<<<<

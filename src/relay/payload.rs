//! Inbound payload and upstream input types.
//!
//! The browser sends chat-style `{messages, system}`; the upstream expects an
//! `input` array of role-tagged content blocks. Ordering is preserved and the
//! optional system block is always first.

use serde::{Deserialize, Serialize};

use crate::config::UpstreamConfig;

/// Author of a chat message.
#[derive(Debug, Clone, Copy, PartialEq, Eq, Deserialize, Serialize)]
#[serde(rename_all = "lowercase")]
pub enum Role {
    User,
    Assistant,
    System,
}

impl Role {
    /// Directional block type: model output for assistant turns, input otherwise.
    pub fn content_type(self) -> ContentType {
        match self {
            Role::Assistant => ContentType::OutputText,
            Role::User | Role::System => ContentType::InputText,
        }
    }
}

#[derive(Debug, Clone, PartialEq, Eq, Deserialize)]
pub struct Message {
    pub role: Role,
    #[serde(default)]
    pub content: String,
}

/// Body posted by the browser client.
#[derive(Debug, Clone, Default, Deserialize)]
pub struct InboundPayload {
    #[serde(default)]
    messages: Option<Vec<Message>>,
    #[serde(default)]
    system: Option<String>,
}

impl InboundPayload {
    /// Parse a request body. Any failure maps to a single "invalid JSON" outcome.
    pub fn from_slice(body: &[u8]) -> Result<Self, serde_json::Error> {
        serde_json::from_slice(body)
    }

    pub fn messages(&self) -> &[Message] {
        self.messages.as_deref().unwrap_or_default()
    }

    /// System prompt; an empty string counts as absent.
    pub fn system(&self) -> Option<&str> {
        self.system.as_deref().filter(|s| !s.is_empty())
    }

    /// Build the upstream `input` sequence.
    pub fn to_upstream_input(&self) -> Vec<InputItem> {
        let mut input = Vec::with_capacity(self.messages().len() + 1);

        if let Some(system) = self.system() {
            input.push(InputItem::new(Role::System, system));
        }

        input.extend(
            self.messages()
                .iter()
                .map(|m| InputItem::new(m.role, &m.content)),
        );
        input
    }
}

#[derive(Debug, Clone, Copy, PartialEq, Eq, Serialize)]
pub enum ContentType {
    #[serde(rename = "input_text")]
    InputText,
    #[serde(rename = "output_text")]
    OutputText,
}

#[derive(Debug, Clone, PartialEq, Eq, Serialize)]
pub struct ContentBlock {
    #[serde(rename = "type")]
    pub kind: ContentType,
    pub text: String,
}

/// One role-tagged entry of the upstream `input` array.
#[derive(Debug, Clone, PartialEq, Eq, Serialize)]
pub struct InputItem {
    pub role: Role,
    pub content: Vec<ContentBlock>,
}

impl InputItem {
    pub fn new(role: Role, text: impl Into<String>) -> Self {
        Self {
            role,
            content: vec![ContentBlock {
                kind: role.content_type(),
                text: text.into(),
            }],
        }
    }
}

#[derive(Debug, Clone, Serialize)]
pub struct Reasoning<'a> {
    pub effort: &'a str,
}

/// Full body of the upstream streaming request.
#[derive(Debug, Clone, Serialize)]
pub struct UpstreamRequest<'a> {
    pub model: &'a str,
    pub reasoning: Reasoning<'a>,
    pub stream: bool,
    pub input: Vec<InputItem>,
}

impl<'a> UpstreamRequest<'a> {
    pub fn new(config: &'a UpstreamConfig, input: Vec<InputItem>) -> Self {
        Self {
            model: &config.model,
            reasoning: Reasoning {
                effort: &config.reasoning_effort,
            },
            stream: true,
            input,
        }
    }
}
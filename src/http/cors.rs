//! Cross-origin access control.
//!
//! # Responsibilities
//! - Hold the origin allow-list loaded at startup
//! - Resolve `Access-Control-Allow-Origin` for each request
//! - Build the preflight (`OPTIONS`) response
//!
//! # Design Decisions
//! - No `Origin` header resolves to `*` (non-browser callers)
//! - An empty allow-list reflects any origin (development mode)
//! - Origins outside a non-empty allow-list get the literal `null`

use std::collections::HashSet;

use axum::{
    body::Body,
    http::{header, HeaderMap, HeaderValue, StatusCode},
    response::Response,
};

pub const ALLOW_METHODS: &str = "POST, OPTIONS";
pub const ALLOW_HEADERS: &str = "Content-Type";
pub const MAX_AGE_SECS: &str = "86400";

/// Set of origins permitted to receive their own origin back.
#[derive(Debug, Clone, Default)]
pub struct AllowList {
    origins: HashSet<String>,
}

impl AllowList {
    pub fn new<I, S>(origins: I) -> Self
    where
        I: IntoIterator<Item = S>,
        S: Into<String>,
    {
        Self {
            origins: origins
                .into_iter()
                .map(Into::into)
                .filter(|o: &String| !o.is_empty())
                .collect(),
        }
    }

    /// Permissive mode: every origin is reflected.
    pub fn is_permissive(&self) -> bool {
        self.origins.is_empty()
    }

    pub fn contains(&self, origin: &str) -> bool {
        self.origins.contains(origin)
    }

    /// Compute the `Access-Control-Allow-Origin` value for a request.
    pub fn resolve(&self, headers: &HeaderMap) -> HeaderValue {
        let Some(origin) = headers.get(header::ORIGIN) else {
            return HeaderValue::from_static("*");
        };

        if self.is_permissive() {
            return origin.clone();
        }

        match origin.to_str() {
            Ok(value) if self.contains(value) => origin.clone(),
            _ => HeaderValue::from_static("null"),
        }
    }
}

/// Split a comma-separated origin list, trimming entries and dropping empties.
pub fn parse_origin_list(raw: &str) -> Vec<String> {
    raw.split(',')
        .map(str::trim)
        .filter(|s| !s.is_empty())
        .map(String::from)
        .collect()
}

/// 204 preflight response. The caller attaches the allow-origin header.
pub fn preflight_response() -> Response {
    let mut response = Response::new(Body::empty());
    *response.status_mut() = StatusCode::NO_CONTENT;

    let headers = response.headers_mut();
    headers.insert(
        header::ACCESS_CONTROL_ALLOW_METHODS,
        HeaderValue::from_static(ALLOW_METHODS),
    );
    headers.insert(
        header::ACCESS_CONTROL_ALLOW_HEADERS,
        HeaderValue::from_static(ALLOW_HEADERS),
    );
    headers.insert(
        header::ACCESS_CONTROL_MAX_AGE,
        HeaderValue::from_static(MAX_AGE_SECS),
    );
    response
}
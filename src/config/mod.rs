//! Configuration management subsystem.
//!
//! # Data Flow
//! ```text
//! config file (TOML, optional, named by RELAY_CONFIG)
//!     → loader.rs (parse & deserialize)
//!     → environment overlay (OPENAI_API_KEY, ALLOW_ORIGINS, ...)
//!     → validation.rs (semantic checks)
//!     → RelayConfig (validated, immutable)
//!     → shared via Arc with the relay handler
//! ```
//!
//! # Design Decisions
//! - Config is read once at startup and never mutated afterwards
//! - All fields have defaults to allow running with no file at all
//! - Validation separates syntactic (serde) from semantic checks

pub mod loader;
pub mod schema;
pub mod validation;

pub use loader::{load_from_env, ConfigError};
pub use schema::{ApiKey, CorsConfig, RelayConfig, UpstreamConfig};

>>>>

**What to work on**
The full set of entries should be transcribed exactly.

**Your response**
filename src/relay/payload.rs
//! Inbound payload and upstream input types.
//!
//! The browser sends chat-style `{messages, system}`; the upstream expects an
//! `input` array of role-tagged content blocks. Ordering is preserved and the
//! optional system block is always first.

use serde::{Deserialize, Serialize};

use crate::config::UpstreamConfig;

/// Author of a chat message.
#[derive(Debug, Clone, Copy, PartialEq, Eq, Deserialize, Serialize)]
#[serde(rename_all = "lowercase")]
pub enum Role {
    User,
    Assistant,
    System,
}

impl Role {
    /// Directional block type: model output for assistant turns, input otherwise.
    pub fn content_type(self) -> ContentType {
        match self {
            Role::Assistant => ContentType::OutputText,
            Role::User | Role::System => ContentType::InputText,
        }
    }
}

#[derive(Debug, Clone, PartialEq, Eq, Deserialize)]
pub struct Message {
    pub role: Role,
    #[serde(default)]
    pub content: String,
}

/// Body posted by the browser client.
#[derive(Debug, Clone, Default, Deserialize)]
pub struct InboundPayload {
    #[serde(default)]
    messages: Option<Vec<Message>>,
    #[serde(default)]
    system: Option<String>,
}

impl InboundPayload {
    /// Parse a request body. Any failure maps to a single "invalid JSON" outcome.
    pub fn from_slice(body: &[u8]) -> Result<Self, serde_json::Error> {
        serde_json::from_slice(body)
    }

    pub fn messages(&self) -> &[Message] {
        self.messages.as_deref().unwrap_or_default()
    }

    /// System prompt; an empty string counts as absent.
    pub fn system(&self) -> Option<&str> {
        self.system.as_deref().filter(|s| !s.is_empty())
    }

    /// Build the upstream `input` sequence.
    pub fn to_upstream_input(&self) -> Vec<InputItem> {
        let mut input = Vec::with_capacity(self.messages().len() + 1);

        if let Some(system) = self.system() {
            input.push(InputItem::new(Role::System, system));
        }

        input.extend(
            self.messages()
                .iter()
                .map(|m| InputItem::new(m.role, &m.content)),
        );
        input
    }
}

#[derive(Debug, Clone, Copy, PartialEq, Eq, Serialize)]
pub enum ContentType {
    #[serde(rename = "input_text")]
    InputText,
    #[serde(rename = "output_text")]
    OutputText,
}

#[derive(Debug, Clone, PartialEq, Eq, Serialize)]
pub struct ContentBlock {
    #[serde(rename = "type")]
    pub kind: ContentType,
    pub text: String,
}

/// One role-tagged entry of the upstream `input` array.
#[derive(Debug, Clone, PartialEq, Eq, Serialize)]
pub struct InputItem {
    pub role: Role,
    pub content: Vec<ContentBlock>,
}

impl InputItem {
    pub fn new(role: Role, text: impl Into<String>) -> Self {
        Self {
            role,
            content: vec![ContentBlock {
                kind: role.content_type(),
                text: text.into(),
            }],
        }
    }
}

#[derive(Debug, Clone, Serialize)]
pub struct Reasoning<'a> {
    pub effort: &'a str,
}

/// Full body of the upstream streaming request.
#[derive(Debug, Clone, Serialize)]
pub struct UpstreamRequest<'a> {
    pub model: &'a str,
    pub reasoning: Reasoning<'a>,
    pub stream: bool,
    pub input: Vec<InputItem>,
}

impl<'a> UpstreamRequest<'a> {
    pub fn new(config: &'a UpstreamConfig, input: Vec<InputItem>) -> Self {
        Self {
            model: &config.model,
            reasoning: Reasoning {
                effort: &config.reasoning_effort,
            },
            stream: true,
            input,
        }
    }
}
filename src/http/cors.rs
//! Cross-origin access control.
//!
//! # Responsibilities
//! - Hold the origin allow-list loaded at startup
//! - Resolve `Access-Control-Allow-Origin` for each request
//! - Build the preflight (`OPTIONS`) response
//!
//! # Design Decisions
//! - No `Origin` header resolves to `*` (non-browser callers)
//! - An empty allow-list reflects any origin (development mode)
//! - Origins outside a non-empty allow-list get the literal `null`

use std::collections::HashSet;

use axum::{
    body::Body,
    http::{header, HeaderMap, HeaderValue, StatusCode},
    response::Response,
};

pub const ALLOW_METHODS: &str = "POST, OPTIONS";
pub const ALLOW_HEADERS: &str = "Content-Type";
pub const MAX_AGE_SECS: &str = "86400";

/// Set of origins permitted to receive their own origin back.
#[derive(Debug, Clone, Default)]
pub struct AllowList {
    origins: HashSet<String>,
}

impl AllowList {
    pub fn new<I, S>(origins: I) -> Self
    where
        I: IntoIterator<Item = S>,
        S: Into<String>,
    {
        Self {
            origins: origins
                .into_iter()
                .map(Into::into)
                .filter(|o: &String| !o.is_empty())
                .collect(),
        }
    }

    /// Permissive mode: every origin is reflected.
    pub fn is_permissive(&self) -> bool {
        self.origins.is_empty()
    }

    pub fn contains(&self, origin: &str) -> bool {
        self.origins.contains(origin)
    }

    /// Compute the `Access-Control-Allow-Origin` value for a request.
    pub fn resolve(&self, headers: &HeaderMap) -> HeaderValue {
        let Some(origin) = headers.get(header::ORIGIN) else {
            return HeaderValue::from_static("*");
        };

        if self.is_permissive() {
            return origin.clone();
        }

        match origin.to_str() {
            Ok(value) if self.contains(value) => origin.clone(),
            _ => HeaderValue::from_static("null"),
        }
    }
}

/// Split a comma-separated origin list, trimming entries and dropping empties.
pub fn parse_origin_list(raw: &str) -> Vec<String> {
    raw.split(',')
        .map(str::trim)
        .filter(|s| !s.is_empty())
        .map(String::from)
        .collect()
}

/// 204 preflight response. The caller attaches the allow-origin header.
pub fn preflight_response() -> Response {
    let mut response = Response::new(Body::empty());
    *response.status_mut() = StatusCode::NO_CONTENT;

    let headers = response.headers_mut();
    headers.insert(
        header::ACCESS_CONTROL_ALLOW_METHODS,
        HeaderValue::from_static(ALLOW_METHODS),
    );
    headers.insert(
        header::ACCESS_CONTROL_ALLOW_HEADERS,
        HeaderValue::from_static(ALLOW_HEADERS),
    );
    headers.insert(
        header::ACCESS_CONTROL_MAX_AGE,
        HeaderValue::from_static(MAX_AGE_SECS),
    );
    response
}
filename src/config/mod.rs
//! Configuration management subsystem.
//!
//! # Data Flow
//! ```text
//! config file (TOML, optional, named by RELAY_CONFIG)
//!     → loader.rs (parse & deserialize)
//!     → environment overlay (OPENAI_API_KEY, ALLOW_ORIGINS, ...)
//!     → validation.rs (semantic checks)
//!     → RelayConfig (validated, immutable)
//!     → shared via Arc with the relay handler
//! ```
//!
//! # Design Decisions
//! - Config is read once at startup and never mutated afterwards
//! - All fields have defaults to allow running with no file at all
//! - Validation separates syntactic (serde) from semantic checks

pub mod loader;
pub mod schema;
pub mod validation;

pub use loader::{load_from_env, ConfigError};
pub use schema::{ApiKey, CorsConfig, RelayConfig, UpstreamConfig};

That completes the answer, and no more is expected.